What needs to be done
Two lines mark the range in the entries below: the one holding "never aliased mutably." and the one holding "pub fn new()". Set down those two and all lines between them, exactly.

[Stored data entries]
⟨
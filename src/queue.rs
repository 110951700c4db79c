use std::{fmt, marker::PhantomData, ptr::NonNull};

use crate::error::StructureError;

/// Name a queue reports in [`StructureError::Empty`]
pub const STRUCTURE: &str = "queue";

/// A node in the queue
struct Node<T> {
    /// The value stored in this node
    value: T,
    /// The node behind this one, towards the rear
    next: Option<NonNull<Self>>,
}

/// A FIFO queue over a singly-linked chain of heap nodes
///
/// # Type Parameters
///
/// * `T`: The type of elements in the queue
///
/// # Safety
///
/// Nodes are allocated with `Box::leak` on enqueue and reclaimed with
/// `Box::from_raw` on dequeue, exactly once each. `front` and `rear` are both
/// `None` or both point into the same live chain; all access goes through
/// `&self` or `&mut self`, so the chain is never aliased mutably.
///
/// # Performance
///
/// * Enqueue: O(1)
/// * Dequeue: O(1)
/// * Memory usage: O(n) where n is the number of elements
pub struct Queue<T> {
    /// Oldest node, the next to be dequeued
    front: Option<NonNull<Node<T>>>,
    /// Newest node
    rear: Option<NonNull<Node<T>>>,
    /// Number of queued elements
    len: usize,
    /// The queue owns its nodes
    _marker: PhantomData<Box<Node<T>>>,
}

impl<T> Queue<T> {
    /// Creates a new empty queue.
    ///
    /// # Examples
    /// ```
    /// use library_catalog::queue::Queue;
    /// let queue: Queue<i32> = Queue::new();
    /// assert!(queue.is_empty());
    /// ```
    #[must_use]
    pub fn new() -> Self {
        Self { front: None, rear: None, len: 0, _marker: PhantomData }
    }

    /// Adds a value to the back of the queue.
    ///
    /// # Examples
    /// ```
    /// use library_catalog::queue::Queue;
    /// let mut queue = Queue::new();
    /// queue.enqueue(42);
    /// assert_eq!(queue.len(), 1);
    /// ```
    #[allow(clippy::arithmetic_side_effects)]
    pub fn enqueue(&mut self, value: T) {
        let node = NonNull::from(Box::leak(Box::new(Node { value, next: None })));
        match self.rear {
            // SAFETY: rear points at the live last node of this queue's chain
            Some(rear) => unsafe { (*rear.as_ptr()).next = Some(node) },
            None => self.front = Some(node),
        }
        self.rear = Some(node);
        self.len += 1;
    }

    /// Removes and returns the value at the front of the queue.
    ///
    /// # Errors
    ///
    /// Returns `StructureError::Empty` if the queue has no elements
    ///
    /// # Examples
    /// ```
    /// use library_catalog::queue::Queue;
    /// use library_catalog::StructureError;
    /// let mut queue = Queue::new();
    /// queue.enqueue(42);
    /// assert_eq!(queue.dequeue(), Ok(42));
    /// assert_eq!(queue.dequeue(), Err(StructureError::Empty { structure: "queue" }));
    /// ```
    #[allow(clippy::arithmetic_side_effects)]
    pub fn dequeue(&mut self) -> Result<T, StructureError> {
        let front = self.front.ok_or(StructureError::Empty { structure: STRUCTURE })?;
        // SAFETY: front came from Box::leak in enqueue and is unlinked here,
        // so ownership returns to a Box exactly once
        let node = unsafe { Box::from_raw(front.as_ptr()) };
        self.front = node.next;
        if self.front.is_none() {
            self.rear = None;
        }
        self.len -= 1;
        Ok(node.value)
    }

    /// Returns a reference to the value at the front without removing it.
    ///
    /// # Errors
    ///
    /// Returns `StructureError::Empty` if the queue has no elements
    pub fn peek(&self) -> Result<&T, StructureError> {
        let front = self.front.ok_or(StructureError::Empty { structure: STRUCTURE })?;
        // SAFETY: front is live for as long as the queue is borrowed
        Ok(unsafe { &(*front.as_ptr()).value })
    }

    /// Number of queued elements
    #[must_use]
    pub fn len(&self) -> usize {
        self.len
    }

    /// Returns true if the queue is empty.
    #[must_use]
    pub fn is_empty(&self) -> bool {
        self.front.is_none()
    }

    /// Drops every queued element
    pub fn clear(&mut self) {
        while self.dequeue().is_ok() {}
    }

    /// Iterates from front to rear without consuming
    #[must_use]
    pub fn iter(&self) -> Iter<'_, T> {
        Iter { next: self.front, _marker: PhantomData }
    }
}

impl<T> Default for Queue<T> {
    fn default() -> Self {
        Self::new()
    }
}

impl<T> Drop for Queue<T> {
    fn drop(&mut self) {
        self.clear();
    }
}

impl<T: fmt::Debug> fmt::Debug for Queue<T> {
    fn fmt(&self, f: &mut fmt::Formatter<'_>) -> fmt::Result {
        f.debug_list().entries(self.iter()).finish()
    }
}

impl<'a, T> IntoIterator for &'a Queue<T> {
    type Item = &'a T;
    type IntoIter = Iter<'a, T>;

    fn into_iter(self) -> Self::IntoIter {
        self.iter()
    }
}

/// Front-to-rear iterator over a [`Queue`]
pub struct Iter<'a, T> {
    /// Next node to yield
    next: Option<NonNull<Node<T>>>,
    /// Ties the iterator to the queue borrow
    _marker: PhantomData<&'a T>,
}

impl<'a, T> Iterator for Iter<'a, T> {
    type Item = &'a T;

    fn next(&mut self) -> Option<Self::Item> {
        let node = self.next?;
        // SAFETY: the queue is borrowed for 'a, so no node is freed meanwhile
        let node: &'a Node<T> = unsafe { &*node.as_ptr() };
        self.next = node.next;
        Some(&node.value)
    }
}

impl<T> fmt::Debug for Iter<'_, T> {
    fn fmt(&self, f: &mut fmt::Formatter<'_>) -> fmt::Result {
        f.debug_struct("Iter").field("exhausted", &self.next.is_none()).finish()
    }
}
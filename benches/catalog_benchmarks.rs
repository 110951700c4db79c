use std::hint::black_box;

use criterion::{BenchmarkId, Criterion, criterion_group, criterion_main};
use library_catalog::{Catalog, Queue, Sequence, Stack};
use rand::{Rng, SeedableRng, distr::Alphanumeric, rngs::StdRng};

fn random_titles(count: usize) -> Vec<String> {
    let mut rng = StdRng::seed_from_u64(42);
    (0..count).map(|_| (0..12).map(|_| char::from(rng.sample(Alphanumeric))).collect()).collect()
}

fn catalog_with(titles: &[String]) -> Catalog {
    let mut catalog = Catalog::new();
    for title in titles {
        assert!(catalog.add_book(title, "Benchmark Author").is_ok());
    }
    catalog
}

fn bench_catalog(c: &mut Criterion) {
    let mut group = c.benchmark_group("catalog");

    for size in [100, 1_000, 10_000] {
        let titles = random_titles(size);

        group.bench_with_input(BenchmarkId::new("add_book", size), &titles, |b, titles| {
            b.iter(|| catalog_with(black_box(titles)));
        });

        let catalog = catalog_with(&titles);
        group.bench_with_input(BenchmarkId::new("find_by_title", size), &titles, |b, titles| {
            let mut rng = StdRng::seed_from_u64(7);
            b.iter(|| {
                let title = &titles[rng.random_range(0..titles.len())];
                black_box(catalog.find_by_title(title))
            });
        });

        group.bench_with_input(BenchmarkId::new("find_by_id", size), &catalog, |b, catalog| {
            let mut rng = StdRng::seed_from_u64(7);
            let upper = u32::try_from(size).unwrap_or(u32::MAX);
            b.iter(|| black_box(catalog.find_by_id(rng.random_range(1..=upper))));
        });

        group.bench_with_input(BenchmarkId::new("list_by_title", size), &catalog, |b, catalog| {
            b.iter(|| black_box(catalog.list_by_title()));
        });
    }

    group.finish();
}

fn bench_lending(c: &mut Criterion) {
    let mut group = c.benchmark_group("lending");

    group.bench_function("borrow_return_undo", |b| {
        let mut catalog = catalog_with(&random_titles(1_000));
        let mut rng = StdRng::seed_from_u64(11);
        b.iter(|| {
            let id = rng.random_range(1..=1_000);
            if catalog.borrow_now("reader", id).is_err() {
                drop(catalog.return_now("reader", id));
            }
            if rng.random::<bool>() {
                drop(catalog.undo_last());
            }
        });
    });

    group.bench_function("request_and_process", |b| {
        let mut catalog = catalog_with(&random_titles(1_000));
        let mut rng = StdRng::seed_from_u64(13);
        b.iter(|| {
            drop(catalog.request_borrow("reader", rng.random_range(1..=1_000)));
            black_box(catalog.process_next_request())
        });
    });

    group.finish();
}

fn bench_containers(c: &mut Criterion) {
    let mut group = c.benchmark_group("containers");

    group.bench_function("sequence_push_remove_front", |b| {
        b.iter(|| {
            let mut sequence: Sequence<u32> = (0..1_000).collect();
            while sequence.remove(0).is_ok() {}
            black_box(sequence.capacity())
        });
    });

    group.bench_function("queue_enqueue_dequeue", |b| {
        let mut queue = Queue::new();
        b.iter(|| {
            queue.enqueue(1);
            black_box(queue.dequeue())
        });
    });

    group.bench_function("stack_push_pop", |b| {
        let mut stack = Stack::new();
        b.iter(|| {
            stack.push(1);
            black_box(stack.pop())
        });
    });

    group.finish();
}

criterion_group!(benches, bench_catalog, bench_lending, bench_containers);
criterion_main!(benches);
⟩
Written response
/// `&self` or `&mut self`, so the chain is never aliased mutably.
///
/// # Performance
///
/// * Enqueue: O(1)
/// * Dequeue: O(1)
/// * Memory usage: O(n) where n is the number of elements
pub struct Queue<T> {
    /// Oldest node, the next to be dequeued
    front: Option<NonNull<Node<T>>>,
    /// Newest node
    rear: Option<NonNull<Node<T>>>,
    /// Number of queued elements
    len: usize,
    /// The queue owns its nodes
    _marker: PhantomData<Box<Node<T>>>,
}

impl<T> Queue<T> {
    /// Creates a new empty queue.
    ///
    /// # Examples
    /// ```
    /// use library_catalog::queue::Queue;
    /// let queue: Queue<i32> = Queue::new();
    /// assert!(queue.is_empty());
    /// ```
    #[must_use]
    pub fn new() -> Self {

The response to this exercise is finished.